- Scott Elmquist
- One of South Richmond’s most notorious sons, August Moon still dabbles in politics from his Manchester home.
Don’t be fooled by the wheelchair. Despite being slowed by poor health, August Moon, the once and always Mr. Wiggles, his stage name, is as sharp in mind as ever. Now 74, the former soul singer, music producer and self-styled political kingmaker watches city politics unfold from his perch at Urban Beat studios on Hull Street in South Richmond.
Inside the three-story building sits his biography in pictures and documents and endless stacks of unshipped Urban Beat compact discs. In one frame he’s the bouffant Mr. Wiggles, the dapper young R&B singer. In most others he’s the Democratic Party foot soldier, posing with Rep. Bobby Scott, former Gov. Tim Kaine, the Rev. Jesse Jackson and a host of others.
Last week Moon spoke with Style Weekly inside his now-dormant studio on the top floor, answering our request to read the political tea leaves.
Style: You’ve said previously that you and other members of the Crusade for Voters plan on being active in the 2012 city elections. What are you going to be working toward? What’s the goal?
Moon: I personally would like for the City Council to be 5-4 black. There are three districts that we’re looking at very closely, and that’s all I’ll say. But you know who might be in trouble is [Councilman] Marty Jewell. The 5th is a swing district. Last time Marty won, he was the only black in the race. This time it might not be that easy.
Are you and the group recruiting candidates to run against him and other members of council?
We’re feeling them out. We never win the 1st. We’ll never win the 2nd District. Can’t nobody beat [Councilman Chris] Hilbert in the 3rd District. Black person could maybe win School Board in the 4th, but we can’t win the City Council seat. The 5th district … too close to call. The 6th, 7th and 8th districts are all safe. The 9th, well I don’t know. [Councilman Doug] Conner, he might not run.
How do you know?
We have a candidate.
Who is that?
Keep your ear to the ground.
You’re supporting Preston Brown in his bid to unseat state Sen. Henry Marsh. Why?

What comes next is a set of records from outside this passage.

//! Issue ranking
//!
//! Candidates are processed one at a time. Each is normalized, its
//! requirements are extracted, then compared with the user's tech profile.
//! Any failure along the way drops that one issue and the batch carries on.

use std::cmp::Ordering;
use std::time::Duration;

use log::{debug, warn};
use serde::Serialize;

use super::issues::{RawIssue, normalize};
use crate::client::models::Issue;
use crate::clock::Clock;
use crate::llm::{
    ExperienceMatch, MatchLevel, SkillComparator, SkillExtractor, SkillMatch, SkillRequirement,
};
use crate::profile::TechProfile;

/// Minimum score (0–10) a recommendation needs
pub const DEFAULT_MIN_SCORE: f64 = 3.0;

/// Number of recommendations returned
pub const DEFAULT_LIMIT: usize = 5;

/// Pause before each extraction call, to stay under the model's own rate limit
pub const DEFAULT_EXTRACTION_DELAY: Duration = Duration::from_secs(1);

/// Rescale a 0–100 percentage to a 0–10 score with one decimal
pub fn match_score(percentage: f64) -> f64 {
    percentage.round() / 10.0
}

/// Ranking parameters
#[derive(Debug, Clone, Copy, PartialEq)]
pub struct RankOptions {
    pub min_score: f64,
    pub limit: usize,
    pub extraction_delay: Duration,
}

impl Default for RankOptions {
    fn default() -> Self {
        Self {
            min_score: DEFAULT_MIN_SCORE,
            limit: DEFAULT_LIMIT,
            extraction_delay: DEFAULT_EXTRACTION_DELAY,
        }
    }
}

/// Skills an issue requires, as shown next to a recommendation
#[derive(Debug, Clone, PartialEq, Serialize)]
#[serde(rename_all = "camelCase")]
pub struct RequiredSkills {
    pub languages: Vec<String>,
    pub frameworks: Vec<String>,
    pub domain_knowledge: Vec<String>,
    pub experience_level: String,
}

impl From<&SkillRequirement> for RequiredSkills {
    fn from(req: &SkillRequirement) -> Self {
        Self {
            languages: req.required_languages.clone(),
            frameworks: req.required_frameworks.clone(),
            domain_knowledge: req.required_domain_knowledge.clone(),
            experience_level: req
                .experience_level
                .clone()
                .unwrap_or_else(|| "unknown".to_string()),
        }
    }
}

/// An issue that passed the score threshold
#[derive(Debug, Clone, PartialEq, Serialize)]
#[serde(rename_all = "camelCase")]
pub struct RankedRecommendation {
    pub repo_name: String,
    pub issue_number: u64,
    pub title: String,
    pub url: String,
    pub labels: Vec<String>,
    pub created_at: Option<String>,
    pub match_percentage: f64,
    pub match_score: f64,
    pub match_level: MatchLevel,
    pub experience_match: ExperienceMatch,
    pub matching_skills: Vec<String>,
    pub missing_skills: Vec<String>,
    pub required_skills: RequiredSkills,
}

impl RankedRecommendation {
    fn new(issue: Issue, required: &SkillRequirement, skill_match: SkillMatch) -> Self {
        Self {
            repo_name: issue.repo_name,
            issue_number: issue.number,
            title: issue.title,
            url: issue.url,
            labels: issue.labels,
            created_at: issue.created_at,
            match_percentage: skill_match.match_percentage,
            match_score: match_score(skill_match.match_percentage),
            match_level: skill_match.match_level,
            experience_match: skill_match.experience_match,
            matching_skills: skill_match.matching_skills,
            missing_skills: skill_match.missing_skills,
            required_skills: RequiredSkills::from(required),
        }
    }
}

/// Total order: percentage desc, matching-skill count desc, repository asc,
/// issue number asc.
pub fn rank_order(a: &RankedRecommendation, b: &RankedRecommendation) -> Ordering {
    b.match_percentage
        .total_cmp(&a.match_percentage)
        .then_with(|| b.matching_skills.len().cmp(&a.matching_skills.len()))
        .then_with(|| a.repo_name.cmp(&b.repo_name))
        .then_with(|| a.issue_number.cmp(&b.issue_number))
}

/// Drives extraction and comparison over candidate issues
pub struct Recommender<'a> {
    extractor: &'a dyn SkillExtractor,
    comparator: &'a dyn SkillComparator,
    clock: &'a dyn Clock,
    options: RankOptions,
}

impl<'a> Recommender<'a> {
    pub fn new(
        extractor: &'a dyn SkillExtractor,
        comparator: &'a dyn SkillComparator,
        clock: &'a dyn Clock,
        options: RankOptions,
    ) -> Self {
        Self {
            extractor,
            comparator,
            clock,
            options,
        }
    }

    /// Score one candidate. `None` when it cannot be analyzed or falls below the threshold.
    async fn evaluate(&self, tech: &TechProfile, raw: &RawIssue) -> Option<RankedRecommendation> {
        let issue = match normalize(raw) {
            Ok(issue) => issue,
            Err(e) => {
                warn!("Skipping issue: {}", e);
                return None;
            }
        };
        let label = format!("{}#{}", issue.repo_name, issue.number);

        if !self.options.extraction_delay.is_zero() {
            self.clock.sleep(self.options.extraction_delay).await;
        }
        let required = match self.extractor.extract_requirements(&issue).await {
            Ok(Some(required)) => required,
            Ok(None) => {
                debug!("Could not analyze {}", label);
                return None;
            }
            Err(e) => {
                warn!("Skipping {}: requirement extraction failed: {}", label, e);
                return None;
            }
        };

        let skill_match = match self.comparator.compare(tech, &required).await {
            Ok(Some(skill_match)) => skill_match,
            Ok(None) => {
                debug!("No comparison result for {}", label);
                return None;
            }
            Err(e) => {
                warn!("Skipping {}: skill comparison failed: {}", label, e);
                return None;
            }
        };

        // Threshold on the unrounded score so 29.9% stays out at a 3.0 minimum
        if skill_match.match_percentage / 10.0 < self.options.min_score {
            debug!(
                "{} below threshold ({:.1}%)",
                label, skill_match.match_percentage
            );
            return None;
        }

        Some(RankedRecommendation::new(issue, &required, skill_match))
    }

    /// Rank candidates against a tech profile and keep the best `limit`.
    pub async fn rank(&self, tech: &TechProfile, candidates: &[RawIssue]) -> Vec<RankedRecommendation> {
        let mut ranked = Vec::new();
        for raw in candidates {
            if let Some(recommendation) = self.evaluate(tech, raw).await {
                ranked.push(recommendation);
            }
        }

        ranked.sort_by(rank_order);
        ranked.truncate(self.options.limit);
        ranked
    }
}

#[cfg(test)]
mod tests {
    use super::*;
    use crate::clock::ManualClock;
    use crate::llm::fake::ScriptedSkills;
    use serde_json::json;

    fn candidate(repo: &str, number: u64, title: &str) -> RawIssue {
        RawIssue::new(repo, json!({"title": title, "number": number}))
    }

    fn no_delay() -> RankOptions {
        RankOptions {
            extraction_delay: Duration::ZERO,
            ..Default::default()
        }
    }

    fn python_profile() -> TechProfile {
        let mut tech = TechProfile::default();
        tech.languages.insert("Python".to_string());
        tech
    }

    #[test]
    fn test_match_score_rounds_to_one_decimal() {
        assert_eq!(match_score(80.0), 8.0);
        assert_eq!(match_score(29.9), 3.0);
        assert_eq!(match_score(30.0), 3.0);
        assert_eq!(match_score(72.4), 7.2);
        assert_eq!(match_score(100.0), 10.0);
    }

    #[tokio::test]
    async fn test_end_to_end_scenario() {
        let skills = ScriptedSkills::new()
            .requires("Issue A", "Python")
            .requires("Issue B", "Rust")
            .scores("Python", 80.0, &["Python"])
            .scores("Rust", 10.0, &[]);
        let clock = ManualClock::at_epoch(0);
        let recommender = Recommender::new(&skills, &skills, &clock, no_delay());

        let ranked = recommender
            .rank(
                &python_profile(),
                &[candidate("o/r", 1, "Issue A"), candidate("o/r", 2, "Issue B")],
            )
            .await;

        assert_eq!(ranked.len(), 1);
        assert_eq!(ranked[0].title, "Issue A");
        assert_eq!(ranked[0].match_score, 8.0);
        assert_eq!(ranked[0].required_skills.languages, vec!["Python"]);
        assert_eq!(ranked[0].required_skills.experience_level, "unknown");
    }

    #[tokio::test]
    async fn test_threshold_boundary() {
        let skills = ScriptedSkills::new()
            .requires("below", "Go")
            .requires("exact", "Java")
            .scores("Go", 29.9, &[])
            .scores("Java", 30.0, &[]);
        let clock = ManualClock::at_epoch(0);
        let recommender = Recommender::new(&skills, &skills, &clock, no_delay());

        let ranked = recommender
            .rank(
                &TechProfile::default(),
                &[candidate("o/r", 1, "below"), candidate("o/r", 2, "exact")],
            )
            .await;

        assert_eq!(ranked.len(), 1);
        assert_eq!(ranked[0].title, "exact");
        assert_eq!(ranked[0].match_score, 3.0);
    }

    #[tokio::test]
    async fn test_ordering_tie_breaks() {
        let skills = ScriptedSkills::new()
            .requires("few", "A")
            .requires("many", "B")
            .requires("zeta", "C")
            .requires("alpha-2", "C")
            .requires("alpha-1", "C")
            .scores("A", 70.0, &["x"])
            .scores("B", 70.0, &["x", "y"])
            .scores("C", 90.0, &["x"]);
        let clock = ManualClock::at_epoch(0);
        let recommender = Recommender::new(
            &skills,
            &skills,
            &clock,
            RankOptions {
                limit: 10,
                ..no_delay()
            },
        );

        let ranked = recommender
            .rank(
                &TechProfile::default(),
                &[
                    candidate("o/r", 1, "few"),
                    candidate("o/r", 2, "many"),
                    candidate("z/z", 3, "zeta"),
                    candidate("a/a", 9, "alpha-2"),
                    candidate("a/a", 4, "alpha-1"),
                ],
            )
            .await;

        let titles: Vec<_> = ranked.iter().map(|r| r.title.as_str()).collect();
        assert_eq!(titles, vec!["alpha-1", "alpha-2", "zeta", "many", "few"]);
    }

    #[tokio::test]
    async fn test_order_is_independent_of_input_order() {
        let skills = ScriptedSkills::new()
            .requires("one", "A")
            .requires("two", "B")
            .requires("three", "C")
            .scores("A", 50.0, &["a"])
            .scores("B", 50.0, &["a"])
            .scores("C", 95.0, &[]);
        let clock = ManualClock::at_epoch(0);
        let recommender = Recommender::new(&skills, &skills, &clock, no_delay());

        let forward = [
            candidate("b/b", 1, "one"),
            candidate("a/a", 2, "two"),
            candidate("c/c", 3, "three"),
        ];
        let mut backward = forward.clone();
        backward.reverse();

        let a = recommender.rank(&TechProfile::default(), &forward).await;
        let b = recommender.rank(&TechProfile::default(), &backward).await;
        assert_eq!(a, b);
        assert_eq!(a[0].title, "three");
        assert_eq!(a[1].repo_name, "a/a");
    }

    #[tokio::test]
    async fn test_truncates_after_full_sort() {
        let mut skills = ScriptedSkills::new();
        let mut candidates = Vec::new();
        let percentages = [40.0, 90.0, 35.0, 75.0, 60.0, 99.0, 50.0];
        for (i, pct) in percentages.iter().enumerate() {
            let title = format!("issue-{i}");
            let lang = format!("lang-{i}");
            skills = skills.requires(&title, &lang).scores(&lang, *pct, &[]);
            candidates.push(candidate("o/r", i as u64, &title));
        }
        let clock = ManualClock::at_epoch(0);
        let recommender = Recommender::new(&skills, &skills, &clock, no_delay());

        let ranked = recommender.rank(&TechProfile::default(), &candidates).await;

        let pcts: Vec<_> = ranked.iter().map(|r| r.match_percentage).collect();
        assert_eq!(pcts, vec![99.0, 90.0, 75.0, 60.0, 50.0]);
    }

    #[tokio::test]
    async fn test_bad_items_are_dropped_not_fatal() {
        let skills = ScriptedSkills::new()
            .requires("good", "Python")
            .unreadable("gibberish")
            .failing("network")
            .requires("no-compare", "Cobol")
            .incomparable("Cobol")
            .scores("Python", 64.0, &["Python"]);
        let clock = ManualClock::at_epoch(0);
        let recommender = Recommender::new(&skills, &skills, &clock, no_delay());

        let ranked = recommender
            .rank(
                &python_profile(),
                &[
                    RawIssue::new("o/r", json!({"title": "bad labels", "labels": 3})),
                    candidate("o/r", 1, "gibberish"),
                    candidate("o/r", 2, "network"),
                    candidate("o/r", 3, "no-compare"),
                    candidate("o/r", 4, "good"),
                ],
            )
            .await;

        assert_eq!(ranked.len(), 1);
        assert_eq!(ranked[0].title, "good");
        // The malformed record never reaches extraction
        assert_eq!(
            skills.extracted(),
            vec!["gibberish", "network", "no-compare", "good"]
        );
    }

    #[tokio::test]
    async fn test_delay_before_each_extraction() {
        let skills = ScriptedSkills::new();
        let clock = ManualClock::at_epoch(0);
        let recommender = Recommender::new(&skills, &skills, &clock, RankOptions::default());

        recommender
            .rank(
                &TechProfile::default(),
                &[candidate("o/r", 1, "a"), candidate("o/r", 2, "b")],
            )
            .await;

        assert_eq!(
            clock.sleeps(),
            vec![DEFAULT_EXTRACTION_DELAY, DEFAULT_EXTRACTION_DELAY]
        );
    }
}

I’m a true Democrat. I’ve been a Democrat all my life. I got in the game in 1964. I’ve worked for many mayors and many governors. But Mr. Brown is running as an independent, and that’s his right. But I would like to see Henry Marsh, who is a civil rights lawyer, start a civil rights foundation. Everybody has a foundation except Mr. Marsh. Give it up while you’re 77 years old. Start a foundation.All my life I wanted to be an activist. I didn’t want to be a politician. I didn’t want to be a preacher. I just want to be what I am, in show business and an activist. An activist’s job is to keep people straight. It’s in me to see a person elevate. I don’t want you to, see, stand still, I want you to elevate. Our Mayor, Mr. [Dwight] Jones, wasn’t content to be a preacher, so he elevated. He went to the General Assembly and now he’s mayor. And I respect that.

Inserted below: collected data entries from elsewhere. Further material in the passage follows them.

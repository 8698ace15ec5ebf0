//! Technology profile of a user
//!
//! [`build_tech_profile`] folds a user's pinned repositories, enriched
//! repositories and README into four sets of skills. It makes no network
//! calls and only ever adds to the sets.

pub mod rules;

use std::collections::BTreeSet;

use log::debug;
use serde::{Deserialize, Serialize};

use crate::cache::SourceClient;
use crate::client::GitHubApi;
use crate::client::models::{Repository, UserProfile};

/// Skill category of a [`TechProfile`]
#[derive(Debug, Clone, Copy, PartialEq, Eq)]
pub enum Category {
    Languages,
    Frameworks,
    Tools,
    Domains,
}

/// Languages, frameworks, tools and domains of a user.
///
/// Sets serialize sorted; empty sets are left out of the output.
#[derive(Debug, Clone, Default, PartialEq, Eq, Serialize, Deserialize)]
pub struct TechProfile {
    #[serde(default, skip_serializing_if = "BTreeSet::is_empty")]
    pub languages: BTreeSet<String>,

    #[serde(default, skip_serializing_if = "BTreeSet::is_empty")]
    pub frameworks: BTreeSet<String>,

    #[serde(default, skip_serializing_if = "BTreeSet::is_empty")]
    pub tools: BTreeSet<String>,

    #[serde(default, skip_serializing_if = "BTreeSet::is_empty")]
    pub domains: BTreeSet<String>,
}

impl TechProfile {
    pub fn insert(&mut self, category: Category, value: impl Into<String>) {
        let set = match category {
            Category::Languages => &mut self.languages,
            Category::Frameworks => &mut self.frameworks,
            Category::Tools => &mut self.tools,
            Category::Domains => &mut self.domains,
        };
        set.insert(value.into());
    }

    pub fn is_empty(&self) -> bool {
        self.languages.is_empty()
            && self.frameworks.is_empty()
            && self.tools.is_empty()
            && self.domains.is_empty()
    }

    /// Total number of skills across all categories
    pub fn len(&self) -> usize {
        self.languages.len() + self.frameworks.len() + self.tools.len() + self.domains.len()
    }
}

/// Build a technology profile from a user's profile and enriched repositories.
pub fn build_tech_profile(profile: &UserProfile, repositories: &[Repository]) -> TechProfile {
    let mut tech = TechProfile::default();

    for pinned in &profile.pinned_repositories {
        for language in &pinned.languages {
            tech.insert(Category::Languages, language.as_str());
        }
        for topic in &pinned.topics {
            let (category, value) = rules::classify_topic(topic);
            tech.insert(category, value);
        }
    }

    for repo in repositories {
        for language in repo.language_stats.keys() {
            tech.insert(Category::Languages, language.as_str());
        }
        if let Some(language) = &repo.language {
            tech.insert(Category::Languages, language.as_str());
        }
        for detected in repo.detected_tech_stack.keys() {
            tech.insert(rules::classify_detected(detected), detected.as_str());
        }
        if let Some(description) = &repo.description {
            for domain in rules::description_domains(description) {
                tech.insert(Category::Domains, domain);
            }
        }
    }

    if let Some(readme) = &profile.profile_readme {
        for (category, keyword) in rules::readme_mentions(readme) {
            tech.insert(category, keyword);
        }
    }

    tech
}

/// Everything gathered about a user for one analysis run
#[derive(Debug, Clone)]
pub struct UserAnalysis {
    pub profile: UserProfile,
    pub repositories: Vec<Repository>,
    pub tech: TechProfile,
}

/// Fetch a user's profile and repositories and build their tech profile.
///
/// `None` when the user cannot be found.
pub async fn analyze_user<A: GitHubApi>(
    source: &SourceClient<A>,
    username: &str,
    repo_limit: usize,
) -> Option<UserAnalysis> {
    let profile = source.user_profile(username).await?;
    let repositories = source.enriched_repositories(username, repo_limit).await;
    let tech = build_tech_profile(&profile, &repositories);

    debug!(
        "Tech profile for {}: {} skills from {} repositories",
        username,
        tech.len(),
        repositories.len()
    );

    Some(UserAnalysis {
        profile,
        repositories,
        tech,
    })
}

So, you’re a supporter of Mayor Jones?
I support him 1 million percent.
When we talk about political leadership in Richmond, where the poverty level is higher than in any other city in the state, we have to talk about the role that those political leaders play in bringing the city out of it. So what is your take on the job that Mayor Jones is doing?
The only thing I would tell Mr. Jones is that people from Virginia have knowledge too. Most of his staff is not from Richmond. And he’s got to keep a close eye on his staff. He’s got to watch the first floor, because some of his people at City Hall may not be doing their jobs. They’ll laugh in your face on the second floor, and then stab you in the back when they get back to the first.
Do you think he’ll run for re-election?